Data in this exercise:

Content starts

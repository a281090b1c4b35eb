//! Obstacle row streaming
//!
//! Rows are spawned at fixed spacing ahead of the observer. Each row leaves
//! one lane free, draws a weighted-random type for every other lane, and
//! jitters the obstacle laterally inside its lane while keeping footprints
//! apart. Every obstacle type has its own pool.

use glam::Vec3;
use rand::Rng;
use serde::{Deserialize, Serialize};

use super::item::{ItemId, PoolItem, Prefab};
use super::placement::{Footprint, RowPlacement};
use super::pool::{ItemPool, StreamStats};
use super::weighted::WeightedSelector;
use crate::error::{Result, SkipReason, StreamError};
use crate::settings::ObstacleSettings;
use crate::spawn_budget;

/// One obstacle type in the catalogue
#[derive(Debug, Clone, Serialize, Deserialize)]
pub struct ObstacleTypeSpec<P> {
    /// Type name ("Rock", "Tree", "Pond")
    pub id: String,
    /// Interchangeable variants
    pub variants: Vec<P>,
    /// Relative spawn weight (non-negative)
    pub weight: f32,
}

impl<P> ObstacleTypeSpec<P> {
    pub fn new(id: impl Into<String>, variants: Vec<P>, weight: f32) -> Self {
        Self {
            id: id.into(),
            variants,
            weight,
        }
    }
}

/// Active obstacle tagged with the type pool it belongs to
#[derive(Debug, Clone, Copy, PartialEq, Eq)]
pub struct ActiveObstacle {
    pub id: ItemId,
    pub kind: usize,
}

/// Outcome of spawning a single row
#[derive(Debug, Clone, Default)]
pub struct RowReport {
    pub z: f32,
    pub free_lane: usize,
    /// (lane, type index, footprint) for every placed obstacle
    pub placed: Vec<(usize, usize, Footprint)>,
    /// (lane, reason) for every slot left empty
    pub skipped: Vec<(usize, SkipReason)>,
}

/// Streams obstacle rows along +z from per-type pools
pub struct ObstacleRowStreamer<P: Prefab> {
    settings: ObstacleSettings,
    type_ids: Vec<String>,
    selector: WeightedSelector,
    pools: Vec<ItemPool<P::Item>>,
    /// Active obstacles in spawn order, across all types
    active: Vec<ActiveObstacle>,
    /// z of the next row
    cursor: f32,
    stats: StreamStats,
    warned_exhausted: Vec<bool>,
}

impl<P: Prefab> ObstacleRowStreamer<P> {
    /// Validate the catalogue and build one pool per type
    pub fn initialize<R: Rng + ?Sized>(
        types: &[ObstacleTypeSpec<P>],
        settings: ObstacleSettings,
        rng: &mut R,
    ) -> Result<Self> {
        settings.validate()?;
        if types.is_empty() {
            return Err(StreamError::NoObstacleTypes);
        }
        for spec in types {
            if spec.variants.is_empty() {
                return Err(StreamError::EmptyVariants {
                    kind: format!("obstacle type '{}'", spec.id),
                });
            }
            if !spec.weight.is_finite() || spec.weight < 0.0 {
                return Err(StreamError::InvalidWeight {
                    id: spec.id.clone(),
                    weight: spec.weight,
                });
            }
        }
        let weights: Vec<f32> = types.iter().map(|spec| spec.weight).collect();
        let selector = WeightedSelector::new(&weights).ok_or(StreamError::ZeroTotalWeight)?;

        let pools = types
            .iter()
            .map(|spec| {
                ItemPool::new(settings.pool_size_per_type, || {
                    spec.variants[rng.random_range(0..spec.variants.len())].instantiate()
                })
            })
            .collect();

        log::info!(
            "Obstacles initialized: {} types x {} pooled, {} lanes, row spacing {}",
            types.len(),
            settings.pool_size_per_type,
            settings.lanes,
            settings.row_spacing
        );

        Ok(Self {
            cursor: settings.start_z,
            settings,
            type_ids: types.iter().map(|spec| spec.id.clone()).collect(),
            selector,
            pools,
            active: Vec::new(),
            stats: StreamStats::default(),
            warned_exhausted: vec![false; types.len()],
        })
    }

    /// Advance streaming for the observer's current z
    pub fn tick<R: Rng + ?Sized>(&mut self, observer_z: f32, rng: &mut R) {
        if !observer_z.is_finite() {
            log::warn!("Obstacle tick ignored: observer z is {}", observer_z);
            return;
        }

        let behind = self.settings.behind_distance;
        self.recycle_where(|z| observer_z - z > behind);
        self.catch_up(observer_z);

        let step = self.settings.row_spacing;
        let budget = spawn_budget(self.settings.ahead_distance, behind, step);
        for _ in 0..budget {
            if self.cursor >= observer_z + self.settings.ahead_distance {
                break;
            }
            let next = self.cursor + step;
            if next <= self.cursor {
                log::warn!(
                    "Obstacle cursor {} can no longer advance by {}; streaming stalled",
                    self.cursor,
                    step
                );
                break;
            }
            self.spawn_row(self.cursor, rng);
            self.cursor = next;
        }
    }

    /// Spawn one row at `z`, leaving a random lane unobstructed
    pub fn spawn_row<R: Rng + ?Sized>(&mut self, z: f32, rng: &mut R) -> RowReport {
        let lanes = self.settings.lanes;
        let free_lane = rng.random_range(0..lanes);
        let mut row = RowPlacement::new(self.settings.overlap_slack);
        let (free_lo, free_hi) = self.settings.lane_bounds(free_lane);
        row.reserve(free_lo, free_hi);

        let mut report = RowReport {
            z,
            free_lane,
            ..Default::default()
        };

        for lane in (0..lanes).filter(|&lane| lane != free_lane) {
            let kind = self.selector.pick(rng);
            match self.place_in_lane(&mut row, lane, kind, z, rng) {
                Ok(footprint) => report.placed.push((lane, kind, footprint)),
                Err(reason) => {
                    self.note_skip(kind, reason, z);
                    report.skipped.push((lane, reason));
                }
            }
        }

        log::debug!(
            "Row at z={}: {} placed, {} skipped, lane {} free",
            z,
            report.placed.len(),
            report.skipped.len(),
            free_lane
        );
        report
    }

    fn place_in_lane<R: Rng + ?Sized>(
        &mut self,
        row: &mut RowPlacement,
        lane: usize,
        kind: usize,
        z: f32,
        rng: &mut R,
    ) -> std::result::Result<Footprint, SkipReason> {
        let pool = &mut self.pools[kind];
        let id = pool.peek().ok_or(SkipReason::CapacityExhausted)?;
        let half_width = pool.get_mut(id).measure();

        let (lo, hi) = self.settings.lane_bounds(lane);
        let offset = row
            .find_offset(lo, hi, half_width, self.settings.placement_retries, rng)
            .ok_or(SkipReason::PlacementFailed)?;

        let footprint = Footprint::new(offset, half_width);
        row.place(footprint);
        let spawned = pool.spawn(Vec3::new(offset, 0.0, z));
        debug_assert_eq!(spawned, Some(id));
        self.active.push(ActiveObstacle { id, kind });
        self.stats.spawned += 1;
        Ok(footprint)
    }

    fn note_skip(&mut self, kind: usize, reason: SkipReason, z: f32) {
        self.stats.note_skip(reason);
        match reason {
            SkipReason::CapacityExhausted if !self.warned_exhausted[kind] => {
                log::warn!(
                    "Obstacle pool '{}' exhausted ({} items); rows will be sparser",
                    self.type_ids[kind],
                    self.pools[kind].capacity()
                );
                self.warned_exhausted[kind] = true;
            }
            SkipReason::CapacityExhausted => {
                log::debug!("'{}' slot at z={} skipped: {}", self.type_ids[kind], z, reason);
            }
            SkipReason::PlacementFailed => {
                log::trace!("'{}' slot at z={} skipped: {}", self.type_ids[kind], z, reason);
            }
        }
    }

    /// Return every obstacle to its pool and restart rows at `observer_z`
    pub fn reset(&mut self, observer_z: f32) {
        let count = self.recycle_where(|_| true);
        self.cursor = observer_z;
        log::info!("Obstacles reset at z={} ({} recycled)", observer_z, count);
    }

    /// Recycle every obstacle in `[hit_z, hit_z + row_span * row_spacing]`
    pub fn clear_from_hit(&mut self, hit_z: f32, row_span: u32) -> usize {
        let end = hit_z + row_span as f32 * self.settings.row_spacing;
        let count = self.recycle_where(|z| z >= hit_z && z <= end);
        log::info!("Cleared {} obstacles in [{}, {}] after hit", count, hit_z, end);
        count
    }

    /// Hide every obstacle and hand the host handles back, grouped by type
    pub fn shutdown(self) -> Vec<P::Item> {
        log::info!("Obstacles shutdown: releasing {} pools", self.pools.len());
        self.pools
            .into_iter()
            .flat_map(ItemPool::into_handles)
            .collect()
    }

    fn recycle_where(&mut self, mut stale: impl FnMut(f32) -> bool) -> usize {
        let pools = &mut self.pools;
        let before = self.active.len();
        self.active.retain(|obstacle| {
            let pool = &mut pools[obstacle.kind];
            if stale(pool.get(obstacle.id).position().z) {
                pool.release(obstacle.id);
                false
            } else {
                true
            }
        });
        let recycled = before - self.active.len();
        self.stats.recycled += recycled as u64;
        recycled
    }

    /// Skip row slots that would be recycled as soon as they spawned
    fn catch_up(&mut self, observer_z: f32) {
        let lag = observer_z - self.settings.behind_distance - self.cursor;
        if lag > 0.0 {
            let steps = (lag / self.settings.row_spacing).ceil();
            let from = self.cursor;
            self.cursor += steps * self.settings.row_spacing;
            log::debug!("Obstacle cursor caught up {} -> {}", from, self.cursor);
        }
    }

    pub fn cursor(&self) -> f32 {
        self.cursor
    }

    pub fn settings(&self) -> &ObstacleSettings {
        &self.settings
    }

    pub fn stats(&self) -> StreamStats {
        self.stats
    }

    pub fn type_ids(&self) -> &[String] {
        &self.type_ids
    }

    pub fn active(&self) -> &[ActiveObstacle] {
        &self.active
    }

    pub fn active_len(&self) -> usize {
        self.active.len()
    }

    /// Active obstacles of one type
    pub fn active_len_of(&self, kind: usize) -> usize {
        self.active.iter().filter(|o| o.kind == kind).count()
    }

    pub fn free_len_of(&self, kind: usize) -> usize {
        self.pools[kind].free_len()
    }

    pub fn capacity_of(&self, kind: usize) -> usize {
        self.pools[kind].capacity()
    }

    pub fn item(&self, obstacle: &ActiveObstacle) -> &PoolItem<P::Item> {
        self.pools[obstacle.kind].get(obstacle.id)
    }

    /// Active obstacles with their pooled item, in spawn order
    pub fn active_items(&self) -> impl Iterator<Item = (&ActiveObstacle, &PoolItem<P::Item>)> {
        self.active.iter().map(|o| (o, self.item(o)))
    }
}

Content ends

Exercise prompt: Among the lines of the listing above, count those that include the string "before" and give that total alone.

Finished task: 2